Is this really necessary?

Is this really necessary?

By Lindsay Rogers

Fasten your seatbelt, and make sure your seat is upright, your tray table is stowed and your devices are in airplane mode. It’s one of the most familiar pre-flight instructions in modern air travel, and yet, as it turns out, the airplane mode rule may not be quite as cut-and-dried as passengers have been led to believe.

Last month, a Threads user posed the following question: “Airplane mode isn’t about ‘the plane will crash.’ It’s about your phone going feral at 800 km/h. It keeps hunting towers nonstop, blasting signals and draining battery. One phone is nothing. A cabin full of phones can create that annoying headset interference pilots hate. So yeah, I turn it on the second I sit down. Be honest: have you ever left airplane mode off on a flight?”

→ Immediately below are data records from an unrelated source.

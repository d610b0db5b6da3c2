use raybound_algebra::*;

use crate::Axis3;

/// Axis aligned bounding box in mesh space.
#[repr(C)]
#[derive(Debug, Copy, Clone, PartialEq)]
pub struct Box3 {
  pub min: Vec3<f32>,
  pub max: Vec3<f32>,
}

unsafe impl bytemuck::Zeroable for Box3 {}
unsafe impl bytemuck::Pod for Box3 {}

impl Default for Box3 {
  fn default() -> Self {
    Self::empty()
  }
}

impl Box3 {
  #[inline]
  pub fn new(min: Vec3<f32>, max: Vec3<f32>) -> Self {
    Self { min, max }
  }

  /// The inverted sentinel box. Unioning anything into it yields that thing's
  /// bounds; its own extents are negative and its area reports zero.
  #[inline]
  pub fn empty() -> Self {
    Self {
      min: Vec3::splat(f32::INFINITY),
      max: Vec3::splat(f32::NEG_INFINITY),
    }
  }

  #[inline]
  pub fn is_empty(&self) -> bool {
    self.max.x < self.min.x || self.max.y < self.min.y || self.max.z < self.min.z
  }

  #[inline]
  pub fn center(&self) -> Vec3<f32> {
    (self.min + self.max) * 0.5
  }

  #[inline]
  pub fn size(&self) -> Vec3<f32> {
    self.max - self.min
  }

  #[inline]
  pub fn expand_by_point(&mut self, point: Vec3<f32>) {
    self.min = self.min.min(point);
    self.max = self.max.max(point);
  }

  #[inline]
  pub fn expand_by_box(&mut self, box3: Box3) {
    self.min = self.min.min(box3.min);
    self.max = self.max.max(box3.max);
  }

  #[inline]
  #[must_use]
  pub fn union(&self, other: Box3) -> Self {
    Self {
      min: self.min.min(other.min),
      max: self.max.max(other.max),
    }
  }

  /// The axis with the largest extent and that extent. Exact ties fall
  /// through to the later axis; the comparison chain is fixed so axis
  /// selection stays deterministic.
  pub fn longest_axis(&self) -> (Axis3, f32) {
    let size = self.size();
    if size.x > size.y {
      if size.x > size.z {
        (Axis3::X, size.x)
      } else {
        (Axis3::Z, size.z)
      }
    } else if size.y > size.z {
      (Axis3::Y, size.y)
    } else {
      (Axis3::Z, size.z)
    }
  }

  /// Half the surface area, the quantity the surface area heuristic weighs
  /// child costs with. The constant factor cancels in cost comparisons.
  /// Empty boxes report zero instead of a meaningless negative product.
  #[inline]
  pub fn half_area(&self) -> f32 {
    let size = self.size();
    if size.x < 0.0 || size.y < 0.0 || size.z < 0.0 {
      0.0
    } else {
      size.x * size.y + size.y * size.z + size.z * size.x
    }
  }

  #[inline]
  pub fn contains_point(&self, p: Vec3<f32>) -> bool {
    p.x >= self.min.x
      && p.x <= self.max.x
      && p.y >= self.min.y
      && p.y <= self.max.y
      && p.z >= self.min.z
      && p.z <= self.max.z
  }

  #[inline]
  pub fn contains_box(&self, other: &Box3) -> bool {
    !other.is_empty() && self.contains_point(other.min) && self.contains_point(other.max)
  }

  pub fn from_points(iter: impl Iterator<Item = Vec3<f32>>) -> Self {
    let mut bbox = Self::empty();
    iter.for_each(|p| bbox.expand_by_point(p));
    bbox
  }

  pub fn from_boxes(iter: impl Iterator<Item = Box3>) -> Self {
    let mut bbox = Self::empty();
    iter.for_each(|b| bbox.expand_by_box(b));
    bbox
  }
}

impl FromIterator<Box3> for Box3 {
  fn from_iter<I: IntoIterator<Item = Box3>>(iter: I) -> Self {
    Self::from_boxes(iter.into_iter())
  }
}

impl FromIterator<Vec3<f32>> for Box3 {
  fn from_iter<I: IntoIterator<Item = Vec3<f32>>>(iter: I) -> Self {
    Self::from_points(iter.into_iter())
  }
}

#[cfg(test)]
mod tests {
  use super::*;

  #[test]
  fn empty_box_unions_to_identity() {
    let b = Box3::new(vec3(-1.0, 0.0, 2.0), vec3(1.0, 3.0, 4.0));
    assert_eq!(Box3::empty().union(b), b);
    assert!(Box3::empty().is_empty());
    assert_eq!(Box3::empty().half_area(), 0.0);
  }

  #[test]
  fn longest_axis_is_deterministic() {
    let b = Box3::new(Vec3::zero(), vec3(3.0, 1.0, 2.0));
    assert_eq!(b.longest_axis().0, Axis3::X);

    let b = Box3::new(Vec3::zero(), vec3(1.0, 1.0, 2.0));
    assert_eq!(b.longest_axis().0, Axis3::Z);

    // exact tie falls through the strict comparison chain
    let b = Box3::new(Vec3::zero(), Vec3::splat(1.0));
    assert_eq!(b.longest_axis().0, Axis3::Z);
  }

  #[test]
  fn half_area_of_unit_cube() {
    let b = Box3::new(Vec3::zero(), Vec3::splat(1.0));
    assert_eq!(b.half_area(), 3.0);
  }

  #[test]
  fn containment() {
    let outer = Box3::new(Vec3::zero(), Vec3::splat(2.0));
    let inner = Box3::new(Vec3::splat(0.5), Vec3::splat(1.5));
    assert!(outer.contains_box(&inner));
    assert!(!inner.contains_box(&outer));
    assert!(!outer.contains_box(&Box3::empty()));
  }
}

Somewhat surprisingly, the lion’s share of respondents claimed to be steadfast rule followers. Even more surprising? The ones who admitted to skipping airplane mode altogether were pilots.

“Nah,” one replied. “I’ve heard cellphone interruptions over the radio, but not for a loooong time. Like more than a decade ago. I never put my phone in airplane mode.”

“Wrong. [Flight attendants] announce it because it’s part of the script, but they don’t even care anymore,” another chimed in.

So…do we, or don’t we?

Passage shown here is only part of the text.